Robinson Olivia Claire, Surr Claire, Ashley Laura
School of Humanities and Social Sciences, Leeds Beckett University, Leeds, UK.
Faculty of Medicine and Health, School of Medicine, Leeds Institute of Health Sciences, University of Leeds, Leeds, UK.
Psychooncology. 2025 Jun;34(6):e70184. doi: 10.1002/pon.70184.
In the United Kingdom (UK), 1 in 13 people living with dementia also have cancer. At some point, 41.3% of this population group will require care home support. Limited research has examined the care and support needs of people with dementia and comorbid cancer (DCC) in nursing homes (NHs). This study aimed to explore the care experiences of NH residents with DCC, their families, nursing home staff (NHS) and healthcare professionals (HCPs), and to identify challenges and good practices, to develop recommendations for practice improvement.
A focussed ethnography using interviews, observations, informal conversations, and review of care plan documentation. Data were analysed using ethnographically informed reflexive thematic analysis.

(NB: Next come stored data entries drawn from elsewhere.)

//! Step sequencer: runs waterfall dialogs one turn at a time.
//!
//! A turn runs steps back to back while they return `Next`, and stops at
//! the first prompt or when the dialog stack empties. The cursor is stored
//! in a `DialogState` so the caller can persist it between turns.

use std::collections::HashMap;

use tracing::{debug, info, warn};

use crate::error::DialogError;
use crate::profile::EntityProfile;

use super::activity::Activity;
use super::state::{DialogCursor, DialogState, PendingPrompt};
use super::step::{StepContext, StepFn, StepOutcome, StepResult};

/// Sent when a prompt has been answered wrongly too many times.
pub const RETRY_LIMIT_MESSAGE: &str =
    "Sorry, I still could not understand that. Let's start over. Please tell me the issue you are facing.";

/// A named, ordered list of steps.
#[derive(Clone)]
pub struct Waterfall {
    id: String,
    steps: Vec<StepFn>,
}

impl std::fmt::Debug for Waterfall {
    fn fmt(&self, f: &mut std::fmt::Formatter<'_>) -> std::fmt::Result {
        f.debug_struct("Waterfall")
            .field("id", &self.id)
            .field("steps", &self.steps.len())
            .finish()
    }
}

impl Waterfall {
    pub fn new(id: impl Into<String>, steps: Vec<StepFn>) -> Result<Self, DialogError> {
        let id = id.into();
        if id.trim().is_empty() {
            return Err(DialogError::Configuration(
                "dialog id is required".to_string(),
            ));
        }
        if steps.is_empty() {
            return Err(DialogError::Configuration(format!(
                "dialog {id} has no steps"
            )));
        }
        Ok(Self { id, steps })
    }

    pub fn id(&self) -> &str {
        &self.id
    }

    pub fn len(&self) -> usize {
        self.steps.len()
    }

    pub fn is_empty(&self) -> bool {
        self.steps.is_empty()
    }
}

/// Where a turn left the conversation.
#[derive(Debug, Clone, Copy, PartialEq, Eq)]
pub enum TurnStatus {
    /// Suspended on a prompt; the next message resumes the active dialog.
    Waiting,
    /// Every dialog that was running has ended.
    Complete,
    /// No dialog was running, nothing happened.
    Empty,
    /// The prompt retry limit was hit and the stack was cleared.
    Abandoned,
}

/// Registry of dialogs plus the engine that drives them.
#[derive(Debug, Clone)]
pub struct DialogSet {
    dialogs: HashMap<String, Waterfall>,
    max_steps_per_turn: usize,
    prompt_retry_limit: u32,
}

impl Default for DialogSet {
    fn default() -> Self {
        Self::new()
    }
}

impl DialogSet {
    pub fn new() -> Self {
        Self::with_limits(64, 3)
    }

    pub fn with_limits(max_steps_per_turn: usize, prompt_retry_limit: u32) -> Self {
        Self {
            dialogs: HashMap::new(),
            max_steps_per_turn: max_steps_per_turn.max(1),
            prompt_retry_limit,
        }
    }

    /// Register a dialog. Names must be unique.
    pub fn add(&mut self, dialog: Waterfall) -> Result<&mut Self, DialogError> {
        if self.dialogs.contains_key(dialog.id()) {
            return Err(DialogError::Duplicate {
                name: dialog.id().to_string(),
            });
        }
        self.dialogs.insert(dialog.id().to_string(), dialog);
        Ok(self)
    }

    pub fn get(&self, name: &str) -> Option<&Waterfall> {
        self.dialogs.get(name)
    }

    pub fn contains(&self, name: &str) -> bool {
        self.dialogs.contains_key(name)
    }

    /// Registered dialog names, sorted.
    pub fn names(&self) -> Vec<&str> {
        let mut names: Vec<&str> = self.dialogs.keys().map(String::as_str).collect();
        names.sort_unstable();
        names
    }

    fn lookup(&self, name: &str) -> Result<&Waterfall, DialogError> {
        self.dialogs.get(name).ok_or_else(|| DialogError::UnknownDialog {
            name: name.to_string(),
        })
    }

    /// Start `dialog` on top of whatever is running and drive it until it
    /// suspends or the stack empties. Step 0 receives the options as its result.
    pub fn begin(
        &self,
        state: &mut DialogState,
        profile: &mut EntityProfile,
        dialog: &str,
        options: Option<serde_json::Value>,
        out: &mut Vec<Activity>,
    ) -> Result<TurnStatus, DialogError> {
        self.lookup(dialog)?;
        info!(dialog, depth = state.stack.len(), "Beginning dialog");
        let result = options.clone().map(StepResult::Options);
        state.push(DialogCursor::new(dialog, options));
        self.run(state, profile, result, out)
    }

    /// Resume the active dialog with the user's reply.
    ///
    /// A reply the pending prompt does not recognize re-asks the same
    /// prompt without running any step.
    pub fn continue_turn(
        &self,
        state: &mut DialogState,
        profile: &mut EntityProfile,
        input: &str,
        out: &mut Vec<Activity>,
    ) -> Result<TurnStatus, DialogError> {
        let Some(cursor) = state.active_mut() else {
            return Ok(TurnStatus::Empty);
        };

        let result = match cursor.pending.take() {
            Some(mut pending) => match pending.prompt.recognize(input) {
                Ok(reply) => Some(StepResult::Reply(reply)),
                Err(rejection) => {
                    pending.attempts += 1;
                    if pending.attempts > self.prompt_retry_limit {
                        warn!(
                            dialog = %cursor.dialog,
                            prompt = %pending.prompt.id,
                            attempts = pending.attempts,
                            "Prompt retry limit reached, cancelling dialogs"
                        );
                        state.clear();
                        state.touch();
                        out.push(Activity::text(RETRY_LIMIT_MESSAGE));
                        return Ok(TurnStatus::Abandoned);
                    }
                    debug!(
                        dialog = %cursor.dialog,
                        prompt = %pending.prompt.id,
                        attempts = pending.attempts,
                        "Reply not recognized, re-prompting"
                    );
                    out.push(Activity::text(rejection.message));
                    out.push(pending.prompt.to_activity());
                    cursor.pending = Some(pending);
                    state.touch();
                    return Ok(TurnStatus::Waiting);
                }
            },
            None => None,
        };

        self.run(state, profile, result, out)
    }

    /// End every running dialog. Returns how many were dropped.
    pub fn cancel_all(&self, state: &mut DialogState) -> usize {
        let dropped = state.clear();
        state.touch();
        if dropped > 0 {
            info!(dropped, "Cancelled all dialogs");
        }
        dropped
    }

    fn run(
        &self,
        state: &mut DialogState,
        profile: &mut EntityProfile,
        mut result: Option<StepResult>,
        out: &mut Vec<Activity>,
    ) -> Result<TurnStatus, DialogError> {
        let mut steps_run = 0usize;

        loop {
            let Some(cursor) = state.active_mut() else {
                state.touch();
                return Ok(TurnStatus::Complete);
            };
            let dialog = self.lookup(&cursor.dialog)?;

            let Some(step) = dialog.steps.get(cursor.index).copied() else {
                debug!(dialog = %cursor.dialog, "Dialog ran past its last step");
                state.pop();
                result = None;
                continue;
            };

            if steps_run >= self.max_steps_per_turn {
                return Err(DialogError::StepBudgetExceeded {
                    limit: self.max_steps_per_turn,
                });
            }
            steps_run += 1;

            let index = cursor.index;
            cursor.index += 1;
            let outcome = {
                let mut ctx = StepContext::new(
                    profile,
                    &cursor.dialog,
                    index,
                    cursor.options.as_ref(),
                    result.take(),
                    out,
                );
                step(&mut ctx)
            };
            debug!(dialog = %cursor.dialog, step = index, outcome = outcome_name(&outcome), "Step ran");

            match outcome {
                StepOutcome::Next => {}
                StepOutcome::Prompt(prompt) => {
                    out.push(prompt.to_activity());
                    cursor.pending = Some(PendingPrompt {
                        prompt,
                        attempts: 0,
                    });
                    state.touch();
                    return Ok(TurnStatus::Waiting);
                }
                StepOutcome::End => {
                    if let Some(ended) = state.pop() {
                        info!(dialog = %ended.dialog, "Dialog ended");
                    }
                }
                StepOutcome::Begin { dialog, options } => {
                    self.lookup(&dialog)?;
                    info!(dialog = %dialog, parent = %cursor.dialog, "Beginning child dialog");
                    result = options.clone().map(StepResult::Options);
                    state.push(DialogCursor::new(dialog, options));
                }
                StepOutcome::Replace { dialog, options } => {
                    self.lookup(&dialog)?;
                    info!(dialog = %dialog, replaced = %cursor.dialog, "Replacing dialog");
                    state.pop();
                    result = options.clone().map(StepResult::Options);
                    state.push(DialogCursor::new(dialog, options));
                }
            }
        }
    }
}

fn outcome_name(outcome: &StepOutcome) -> &'static str {
    match outcome {
        StepOutcome::Next => "next",
        StepOutcome::Prompt(_) => "prompt",
        StepOutcome::End => "end",
        StepOutcome::Begin { .. } => "begin",
        StepOutcome::Replace { .. } => "replace",
    }
}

Eight HCPs, Six NHS, 5 family caregivers and 7 residents with DCC were recruited from five NHs in Northern England. Two themes were developed: Complexities around cancer referral and treatment decision-making and Relative invisibility of a resident's clinical cancer diagnosis. Findings suggested residents with DCC were not included in best interest decision-making due to the potential distress knowing about a cancer diagnosis would cause. Families, HCPs and NH staff made collective decisions on the behalf of residents. Often cancer referral was deemed not appropriate. Thus, people with dementia had a clinical-only cancer diagnosis, resulting in limited formal information about the cancer in care documentation and staff knowledge. Potential consequences of having a clinical-only cancer diagnosis included: misattributing cancer symptoms to dementia, reactive care responses to cancer symptoms and the possibility of inadequately managed cancer symptoms.
Implementing earlier discussions about feasible care outcomes is crucial. These conversations should include considerations around hospital referral for oncology care or care through palliation in the NH. Without appropriate recognition of a clinical-only cancer diagnosis and support for staff it could lead to advancement of symptoms that might be challenging and less well managed. We outline several recommendations to support NHS to deliver person-centred care to residents with DCC.
在英国,每13名痴呆症患者中就有1人同时患有癌症。在某个阶段,该人群中有41.3%将需要养老院的支持。针对养老院中患有痴呆症和合并癌症(DCC)患者的护理和支持需求的研究有限。本研究旨在探讨养老院中患有DCC的居民、他们的家人、养老院工作人员(NHS)和医疗保健专业人员(HCPs)的护理经历,识别挑战和良好做法,以制定改进实践的建议。
采用聚焦人种志方法,通过访谈、观察、非正式交谈以及查阅护理计划文档进行研究。使用基于人种志的反思性主题分析对数据进行分析。
从英格兰北部的五家养老院招募了8名HCPs、6名NHS、5名家庭照顾者和7名患有DCC的居民。形成了两个主题:癌症转诊和治疗决策的复杂性以及居民临床癌症诊断的相对隐匿性。研究结果表明,由于知晓癌症诊断可能带来的潜在痛苦,患有DCC的居民未被纳入符合其最大利益的决策过程。家人、HCPs和养老院工作人员代表居民做出集体决策。通常认为癌症转诊不合适。因此,痴呆症患者只有临床癌症诊断,这导致护理文档中关于癌症的正式信息有限,工作人员的了解也有限。仅有临床癌症诊断的潜在后果包括:将癌症症状误诊为痴呆症、对癌症症状采取被动护理反应以及癌症症状管理不足的可能性。
尽早开展关于可行护理结果的讨论至关重要。这些讨论应包括关于转至医院接受肿瘤护理或在养老院进行姑息治疗的考虑。如果不能适当认识仅有临床癌症诊断的情况并为工作人员提供支持,可能会导致症状进展,而这些症状可能具有挑战性且管理不善。我们概述了几项建议,以支持NHS为患有DCC的居民提供以患者为中心的护理。